Reproduce the line that contains "pub fn flush(&self)" and every line after it through the end of the records, exactly, with nothing added.

┌──

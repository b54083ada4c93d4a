//! Log output for the binaries.
//!
//! Everything goes to stdout, filtered by `RUST_LOG` (default `info`). When a
//! log directory is configured, the same events are also written without
//! colours to `{dir}/{binary}_{YYYYMMDD_HHMMSS}.log`.

use crate::error::{ErrorKind, Result};
use exn::ResultExt;
use std::fs::{self, File};
use std::path::{Path, PathBuf};
use std::sync::Arc;
use time::OffsetDateTime;
use time::macros::format_description;
use tracing_subscriber::layer::SubscriberExt;
use tracing_subscriber::util::SubscriberInitExt;
use tracing_subscriber::{EnvFilter, Layer, fmt};

const DEFAULT_FILTER: &str = "info";

/// Name of the log file for `binary` started at `started`.
pub fn log_file_name(binary: &str, started: OffsetDateTime) -> Result<String> {
    let format = format_description!("[year][month][day]_[hour][minute][second]");
    let timestamp = started.format(format).or_raise(|| ErrorKind::Logging)?;
    Ok(format!("{binary}_{timestamp}.log"))
}

/// Install the global subscriber. Returns the log file path, if any.
pub fn init(binary: &str, dir: Option<&Path>) -> Result<Option<PathBuf>> {
    let filter = || EnvFilter::try_from_default_env().unwrap_or_else(|_| EnvFilter::new(DEFAULT_FILTER));
    let stdout = fmt::layer().with_target(false).with_filter(filter());

    let (file_layer, path) = match dir {
        Some(dir) => {
            fs::create_dir_all(dir).or_raise(|| ErrorKind::Logging)?;
            let started = OffsetDateTime::now_local().unwrap_or_else(|_| OffsetDateTime::now_utc());
            let path = dir.join(log_file_name(binary, started)?);
            let file = File::create(&path).or_raise(|| ErrorKind::Logging)?;
            let layer = fmt::layer().with_ansi(false).with_writer(Arc::new(file)).with_filter(filter());
            (Some(layer), Some(path))
        },
        None => (None, None),
    };

    tracing_subscriber::registry()
        .with(stdout)
        .with(file_layer)
        .try_init()
        .or_raise(|| ErrorKind::Logging)?;
    Ok(path)
}
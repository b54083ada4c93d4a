//! Configuration Error Types

use derive_more::{Display, Error};
use std::path::PathBuf;

/// A configuration error with automatic location tracking.
pub type Error = exn::Exn<ErrorKind>;
/// Result type alias for configuration loading.
pub type Result<T> = std::result::Result<T, Error>;

#[derive(Debug, Display, Error, Clone, PartialEq, Eq)]
pub enum ErrorKind {
    /// An explicitly requested configuration file doesn't exist.
    #[display("configuration file not found: {}", _0.display())]
    NotFound(#[error(not(source))] PathBuf),
    /// The configuration sources couldn't be merged into a [`Config`](crate::Config).
    #[display("cannot parse configuration: {_0}")]
    Parse(#[error(not(source))] String),
    /// The configuration parsed, but a value is unusable.
    #[display("invalid configuration: {_0}")]
    Invalid(#[error(not(source))] &'static str),
}

impl ErrorKind {
    /// Configuration errors need a human to fix them; never retryable.
    pub fn is_retryable(&self) -> bool {
        false
    }
}
//! Tag metadata export.

use crate::error::{ErrorKind, Result};
use crate::walk::TrackFile;
use exn::ResultExt;
use std::fs;
use std::path::Path;
use tgtracks_extract::{TagDump, TagReader};

/// Dump the tags of every file.
///
/// Each record's `file_path` is the file's path relative to the library root,
/// split into components, with the first `strip_dirs` left out. Files whose
/// tags can't be read are still exported, with empty metadata.
pub fn export_metadata(
    files: &[TrackFile],
    reader: &dyn TagReader,
    strip_dirs: usize,
    include_artwork: bool,
) -> Vec<TagDump> {
    files
        .iter()
        .map(|file| {
            let file_path = file
                .relative
                .iter()
                .skip(strip_dirs)
                .map(|c| c.to_string_lossy().into_owned())
                .collect();
            let data = match reader.read(&file.path) {
                Ok(Some(data)) => Some(data),
                Ok(None) => {
                    tracing::warn!(path = %file.path.display(), "Loading tags returned nothing");
                    None
                },
                Err(e) => {
                    tracing::warn!(path = %file.path.display(), error = %e, "Couldn't read tags");
                    None
                },
            };
            TagDump::new(file_path, file.size, data.as_ref(), include_artwork)
        })
        .collect()
}

/// Write an export as indented JSON, creating parent directories as needed.
pub fn write_export(path: &Path, dumps: &[TagDump]) -> Result<()> {
    if let Some(parent) = path.parent()
        && !parent.as_os_str().is_empty()
    {
        fs::create_dir_all(parent).or_raise(|| ErrorKind::Write(path.to_path_buf()))?;
    }
    let json = serde_json::to_vec_pretty(dumps).or_raise(|| ErrorKind::Write(path.to_path_buf()))?;
    fs::write(path, json).or_raise(|| ErrorKind::Write(path.to_path_buf()))?;
    tracing::info!(path = %path.display(), records = dumps.len(), "Metadata exported");
    Ok(())
}
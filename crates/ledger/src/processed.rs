use crate::error::Result;
use crate::{Ledger, PathParts, Store};
use std::collections::HashSet;
use std::path::Path;

/// The set of audio files that have already been uploaded.
///
/// Stored as a JSON array of normalized paths (see [`PathParts::normalized`]).
/// Entries are only ever appended: a track is recorded once its upload has
/// succeeded and stays recorded forever.
pub struct ProcessedTracks {
    ledger: Ledger<Vec<String>>,
    index: HashSet<String>,
}

impl ProcessedTracks {
    /// Open the ledger, creating an empty one if the store has never been
    /// written to.
    pub fn open(store: impl Store + 'static, autosave: bool) -> Result<Self> {
        let ledger = Ledger::open(store, Vec::new(), autosave)?;
        let index = ledger.data().iter().cloned().collect();
        Ok(Self { ledger, index })
    }

    pub fn exists(&self, path: impl AsRef<Path>) -> bool {
        self.index.contains(&PathParts::from_path(path).normalized())
    }

    /// Record a track as processed.
    ///
    /// Returns `Ok(false)` without touching the ledger if the track was
    /// already recorded.
    pub fn add(&mut self, path: impl AsRef<Path>) -> Result<bool> {
        let key = PathParts::from_path(path).normalized();
        if !self.index.insert(key.clone()) {
            return Ok(false);
        }
        self.ledger.data_mut().push(key);
        self.ledger.commit()?;
        Ok(true)
    }

    pub fn flush(&self) -> Result<()> {
        self.ledger.flush()
    }

    pub fn len(&self) -> usize {
        self.index.len()
    }

    pub fn is_empty(&self) -> bool {
        self.index.is_empty()
    }

    pub fn name(&self) -> &str {
        self.ledger.name()
    }
}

└──

• **Output**:
    pub fn flush(&self) -> Result<()> {
        self.ledger.flush()
    }

    pub fn len(&self) -> usize {
        self.index.len()
    }

    pub fn is_empty(&self) -> bool {
        self.index.is_empty()
    }

    pub fn name(&self) -> &str {
        self.ledger.name()
    }
}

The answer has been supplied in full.